Improving Deep Echo State Network with Neuronal Similarity-Based Iterative Pruning Merging Algorithm

Appl. Sci. 2023, 13(5), 2918; https://doi.org/10.3390/app13052918
by Qingyu Shen 1,2,3, Hanwen Zhang 1,2,3 and Yao Mao 1,2,3,*
Reviewer 1:
Reviewer 2:
Appl. Sci. 2023, 13(5), 2918; https://doi.org/10.3390/app13052918
Submission received: 22 January 2023 / Revised: 13 February 2023 / Accepted: 18 February 2023 / Published: 24 February 2023
(This article belongs to the Special Issue Advances in High-Performance Computing Research and Applications)

Round 1

Reviewer 1 Report

 It Seems to be inconsistent:

1)"During pruning, the number of remaining neurons in each reservoir of

pruned DeepESN, which was processed by different similarity estimation cri-terion based NS-IPMA, are shown in Fig. 5 ¨ (page 15)

 

Author Response

Dear reviewer:

We greatly appreciate your feedback and suggestions. Based on the feedback, we have carefully amended the manuscript to improve the quality of this paper.

Besides, the manuscript has been double-checked, and the typos and grammatical errors have been corrected in the revised manuscript. All changes in the revised manuscript have been highlighted in yellow. We plan to upload the revised manuscript on Feb.14th.

 

Here are the point-by-point responses to the comments:

 

Comment 1: It Seems to be inconsistent:” During pruning, the number of remaining neurons in each reservoir of pruned DeepESN, which was processed by different similarity estimation criterion based NS-IPMA, are shown in Fig. 5”  (page 15)

 

Response: Many thanks for your reminder, This sentence is modified to: “The number of neurons remaining during pruning in each reservoir of DeepESN, which was pruned by different similarity estimation criterion-based NS-IPMA methods, are shown in Figure 7”.

 

Author Response File: Author Response.pdf

Reviewer 2 Report

Dear Authors,

I have some comments on your article:

1. The article should be formatted according to the template required by the Applied Sciences journal.
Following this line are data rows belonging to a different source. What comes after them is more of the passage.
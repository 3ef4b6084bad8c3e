//! CN-013: The setup tool — directory scaffolding.

use crate::core::context::StepContext;
use crate::core::types::StepResult;

pub fn execute(
    dirs: &[String],
    base: Option<&str>,
    ctx: &StepContext,
) -> Result<StepResult, String> {
    let base_dir = match base {
        Some(b) => ctx.project_root.join(ctx.render(b)?),
        None => ctx.project_root.clone(),
    };

    let mut result = StepResult::new("", "setup");
    for dir in dirs {
        let rendered = ctx.render(dir)?;
        let target = base_dir.join(&rendered);

        if ctx.dry_run {
            result
                .messages
                .push(format!("[dry-run] would create directory {}", target.display()));
            continue;
        }

        let existed = target.is_dir();
        std::fs::create_dir_all(&target)
            .map_err(|e| format!("cannot create {}: {}", target.display(), e))?;
        if !existed {
            result.created.push(target.clone());
        }
        result.messages.push(format!("directory {}", rendered));
    }
    Ok(result)
}
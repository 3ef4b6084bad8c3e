//! CN-005: The Collector — process-scoped collect-pass state.
//!
//! Accumulates unresolved model-dependent content requests during Pass 1.
//! Mutation happens only through the named lifecycle methods below, invoked
//! by the single execution thread. The caller clears it explicitly at every
//! pass boundary; it is never cleared implicitly.

use super::types::Guardrail;

/// One recorded model-content request.
#[derive(Debug, Clone)]
pub struct ContentRequest {
    /// Step id — also the answers-file key
    pub id: String,
    /// Fully assembled prompt (context and examples included)
    pub prompt: String,
    pub guardrails: Vec<Guardrail>,
    pub max_retries: u32,
    pub budget_tokens: Option<u64>,
    /// Target file for the resolved content
    pub output: String,
}

/// Accumulator for model-dependent content requests.
#[derive(Debug, Default)]
pub struct Collector {
    collecting: bool,
    entries: Vec<ContentRequest>,
}

impl Collector {
    pub fn new() -> Self {
        Self::default()
    }

    /// Enter collect mode for a pass. The collector must be clear.
    pub fn enter_collect(&mut self) -> Result<(), String> {
        if self.collecting {
            return Err("collector is already in collect mode".to_string());
        }
        if !self.entries.is_empty() {
            return Err(format!(
                "collector holds {} stale entr(ies); clear() was not called at the pass boundary",
                self.entries.len()
            ));
        }
        self.collecting = true;
        Ok(())
    }

    /// Record a request. Only legal while collecting.
    pub fn record(&mut self, request: ContentRequest) -> Result<(), String> {
        if !self.collecting {
            return Err(format!(
                "cannot record request '{}' outside a collect pass",
                request.id
            ));
        }
        self.entries.push(request);
        Ok(())
    }

    /// Reset at a pass boundary: drop entries and leave collect mode.
    pub fn clear(&mut self) {
        self.collecting = false;
        self.entries.clear();
    }

    pub fn is_collecting(&self) -> bool {
        self.collecting
    }

    pub fn has_entries(&self) -> bool {
        !self.entries.is_empty()
    }

    pub fn entries(&self) -> &[ContentRequest] {
        &self.entries
    }
}
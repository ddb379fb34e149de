//! Pagination utilities for service layer
//!
//! Resolves optional request paging against catalog settings and clamps it.

use configs::CatalogConfig;

/// Pagination parameters
#[derive(Clone, Copy, Debug, PartialEq, Eq)]
pub struct Pagination {
    /// 1-based page index
    pub page: u32,
    /// items per page
    pub per_page: u32,
}

impl Pagination {
    /// Fill missing values from `cfg`, then normalize against its page-size limit.
    pub fn resolve(page: Option<u32>, limit: Option<u32>, cfg: &CatalogConfig) -> Self {
        Self { page: page.unwrap_or(1), per_page: limit.unwrap_or(cfg.default_page_size) }
            .normalize_with(cfg.max_page_size)
    }

    /// Clamp `page >= 1` and `per_page` to `1..=max`.
    pub fn normalize_with(self, max: u32) -> Self {
        let page = if self.page == 0 { 1 } else { self.page };
        let per_page = self.per_page.clamp(1, max.max(1));
        Self { page, per_page }
    }

    /// Number of records to skip for this page.
    pub fn offset(self) -> u64 {
        u64::from(self.page.saturating_sub(1)) * u64::from(self.per_page)
    }
}

impl Default for Pagination {
    fn default() -> Self { Self { page: 1, per_page: 10 } }
}
use thiserror::Error;

#[derive(Debug, Clone, PartialEq, Eq, Error)]
pub enum ModelError {
    #[error("validation error: {0}")]
    Validation(String),
}
//! Product module: repository abstraction plus the ownership-gated service on top of it.

pub mod repository;
pub mod service;

pub use repository::ProductRepository;
pub use service::ProductService;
2. Please check all equations, symbols, and indexes used in the text and equations.

3. 4.1. Datasets - The description should be greatly expanded.

4. Literature should be checked if there are no newer items. Especially from the last 18 months. It would be good to add several references.

 

5. In the summary, more should be written about the practical application of the proposed algorithm.

Author Response

Dear reviewer:

Best wishes!

We greatly appreciate your feedback and suggestions. Based on the feedback, we have carefully amended the manuscript to improve the quality of this paper.

Besides, the manuscript has been double-checked, and the typos and grammatical errors have been corrected in the revised manuscript. All changes in the revised manuscript have been highlighted in yellow. We plan to upload the revised manuscript on Feb.14th.

Please download the attachment to see point-by-point responses.

 

 

Author Response File: Author Response.pdf

Reviewer 3 Report

The authors' goal in this study is to address the issue of selecting the DeepESN's optimal size. A neuronal similarity-based iterative pruning merging method (NS-IPMA), which is inspired by the sensitive iterative pruning technique, is suggested to iteratively prune or merge the most comparable neurons in Deep-ESN. To illustrate the utility of NS-IPMA, two chaotic time series prediction tasks are used. The results demonstrate that the NS-IPMA-pruned DeepESN beats the unpruned DeepESN with the same network size and that NS-IPMA is a practical and effective method for enhancing DeepESN's generalization performance. The paper generally sounds good, but needs some revisions:

- Add a section of main results to better clarify what is new in this paper

-providing codes will be helpful for readers

-add a flowchart and pseudo codes for your pruning algorithm

-statistical analysis is required to have a fair comparison with other structures, and show the effectiveness of the proposed scheme

-add a remark on how your approach can be used in control systems such as: Optimal deep learning control for modernized microgrids

-add some direction for future studies

Author Response

Dear reviewer:

Best wishes!

We greatly appreciate your feedback and suggestions. Based on the feedback, we have carefully amended the manuscript to improve the quality of this paper.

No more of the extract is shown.